The fervor and acidity of the DNC message had over reached thinking the overall success of Obama’s election and a Congressional super majority were a mandate to finally shift the country into a left leaning socialists hybrid akin to China’s modern flavor of communism. Obama continuously used the unpopularity of Bush as a president as an excuse for all his troubles, up to his most recent State of the Union address to America. Liberals had believed the perfect storm of popularity, bad economic times, war fatigue, and continued social liberalism were signals for them to socialize the US by instituting a permanent government take over of many private sectors of American society.
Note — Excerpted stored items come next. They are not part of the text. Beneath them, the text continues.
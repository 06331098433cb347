//! Build Orchestration: linear ROM build pipeline
//! (Preparation -> Assembly -> Linking -> Validation).

pub mod executor;
pub mod state;

use std::sync::Arc;
use tokio::sync::RwLock;

pub use executor::{check_inputs, create_output_dir, ProcessRunner};
pub use state::{BuildPhaseState, OrchestrationState};

use crate::error::BuildError;
use crate::models::{BuildConfig, BuildReport, BuildStep, FailurePolicy, StepOutcome, ToolOutput};
use crate::rom;
use crate::toolchain::{Assembler, Ca65, Ld65, Linker};
use crate::LogCollector;

/// Drives one build: create the output directory, assemble every source
/// unit, link, then verify the image.
///
/// Steps run strictly in order. Whether a failing tool stops the build is
/// decided by [`FailurePolicy`]; failing to create the output directory
/// always stops it.
pub struct BuildOrchestrator<A: Assembler, L: Linker> {
    config: BuildConfig,
    assembler: A,
    linker: L,
    state: RwLock<OrchestrationState>,
}

impl BuildOrchestrator<Ca65, Ld65> {
    /// Orchestrator backed by the configured ca65/ld65 executables.
    pub fn with_cc65(config: BuildConfig, log_collector: Option<Arc<LogCollector>>) -> Self {
        let assembler = Ca65::from_config(&config, log_collector.clone());
        let linker = Ld65::from_config(&config, log_collector);
        BuildOrchestrator::new(config, assembler, linker)
    }
}

impl<A: Assembler, L: Linker> BuildOrchestrator<A, L> {
    pub fn new(config: BuildConfig, assembler: A, linker: L) -> Self {
        BuildOrchestrator {
            config,
            assembler,
            linker,
            state: RwLock::new(OrchestrationState::new()),
        }
    }

    pub fn config(&self) -> &BuildConfig {
        &self.config
    }

    pub async fn current_phase(&self) -> BuildPhaseState {
        self.state.read().await.phase
    }

    pub async fn state_snapshot(&self) -> OrchestrationState {
        self.state.read().await.clone()
    }

    /// Run the whole build.
    ///
    /// Under [`FailurePolicy::Halt`] the first failing step is returned as
    /// `Err`. Under [`FailurePolicy::Continue`] tool failures are recorded in
    /// the report and the remaining steps still run; check
    /// [`BuildReport::success`].
    pub async fn run(&self) -> Result<BuildReport, BuildError> {
        let mut report = BuildReport::default();
        let config = &self.config;

        log::info!(
            target: "parsed",
            "Build started: {} source(s) -> {}",
            config.sources.len(),
            config.output_image.display()
        );

        // Phase 1: Preparation
        let missing = check_inputs(config);
        if !missing.is_empty() {
            log::warn!("[Build] [PREPARATION] {} input(s) missing; tools will report the details", missing.len());
        }

        let output_dir = config.resolve(&config.output_dir);
        if let Err(e) = create_output_dir(&output_dir) {
            log::error!(target: "parsed", "Cannot prepare output directory: {}", e);
            self.state.write().await.fail(e.to_string());
            return Err(e);
        }
        report.record(BuildStep::CreateOutputDir, StepOutcome::Succeeded);

        // Phase 2: Assembly
        self.transition(BuildPhaseState::Assembly).await?;
        for unit in &config.sources {
            let result = self.assembler.assemble(&unit.source, &unit.object).await;
            self.settle(&mut report, BuildStep::Assemble(unit.source.clone()), result)
                .await?;
        }

        // Phase 3: Linking
        self.transition(BuildPhaseState::Linking).await?;
        let objects = config.objects();
        let result = self
            .linker
            .link(&config.link_config, &objects, &config.output_image)
            .await;
        self.settle(&mut report, BuildStep::Link, result).await?;

        // Phase 4: Validation
        if config.verify_image {
            self.transition(BuildPhaseState::Validation).await?;
            match rom::verify_rom_file(&config.resolve(&config.output_image)) {
                Ok(info) => {
                    log::info!(
                        target: "parsed",
                        "Image verified: PRG {} KiB, CHR {} KiB, mapper {}",
                        info.prg_size() / 1024,
                        info.chr_size() / 1024,
                        info.mapper
                    );
                    report.image = Some(info);
                    report.record(BuildStep::VerifyImage, StepOutcome::Succeeded);
                }
                Err(e) => {
                    self.settle(&mut report, BuildStep::VerifyImage, Err(e.into()))
                        .await?;
                }
            }
        }

        let success = report.failed_steps().next().is_none();
        report.success = success;
        if report.success {
            self.transition(BuildPhaseState::Completed).await?;
            let elapsed = self.state.read().await.elapsed();
            log::info!(
                target: "parsed",
                "Build finished: {} in {:.2?}",
                config.output_image.display(),
                elapsed
            );
        } else {
            let failed = report.failed_steps().count();
            let mut state = self.state.write().await;
            state.fail(format!("{} step(s) failed", failed));
            log::error!(
                target: "parsed",
                "Build finished with {} failed step(s) after {:.2?}",
                failed,
                state.elapsed()
            );
        }

        Ok(report)
    }

    async fn transition(&self, next: BuildPhaseState) -> Result<(), BuildError> {
        self.state.write().await.transition_to(next)
    }

    /// Record the outcome of a step and apply the failure policy.
    async fn settle(
        &self,
        report: &mut BuildReport,
        step: BuildStep,
        result: Result<ToolOutput, BuildError>,
    ) -> Result<(), BuildError> {
        let error = match result {
            Ok(output) if output.success() => {
                report.record(step, StepOutcome::Succeeded);
                return Ok(());
            }
            Ok(output) => BuildError::ToolFailed {
                tool: output.tool,
                program: output.program,
                exit_code: output.exit_code,
                diagnostics: output.diagnostics,
            },
            Err(e) => e,
        };

        log::error!(target: "parsed", "Step '{}' failed: {}", step, error);
        report.record(step, StepOutcome::Failed(error.to_string()));

        match self.config.failure_policy {
            FailurePolicy::Halt => {
                self.state.write().await.fail(error.to_string());
                Err(error)
            }
            FailurePolicy::Continue => Ok(()),
        }
    }
}

/// Build with the configured cc65 tools.
pub async fn build_rom(
    config: BuildConfig,
    log_collector: Option<Arc<LogCollector>>,
) -> Result<BuildReport, BuildError> {
    BuildOrchestrator::with_cc65(config, log_collector).run().await
}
This was most recently met with a renewed back lack led by independents and conservatives and not the far right fringe or the GOP as the left initially thought. Over the past 35+ years the far left went from fringe to mainstream of their party and now have little tolerance toward anyone or anything standing in their way, including members of their own party. The sense of urgency has taken hold giving their party an air of nervousness, arrogance, and hysteria seldom seen in politics. The DNC has been hijacked and their ideology is no longer cohesive with that of conservatives, independents, or even moderate liberals. Where we used to see the ultimate goal as improving America as a nation of self reliant and hard working peoples who would steer their own destiny instead of a government doing so for them is now lost to the liberals. The actions, discussions, and admissions of plans thus far show they are determined to mover the country beyond self reliance to something akin to subservience and dependence on government. This concludes Part 2. We have seen the origins and now the radicalization of the party. Part 3 will look at where this is ultimately going, from a logical point of view. The problem many have had with mainstream liberals of late is they have refused to believe their true intent and mission. Unless we wake up and demand the party moderate itself I fear the country is in for a very turbulent period. If conservatives give up and don’t push past breaking the legislative majority this November then it will just come back, as seen in 1976, 1992, and 2008. This needs to be taken more seriously and seen as an ideological battle as serious as that between radical Islam and the West.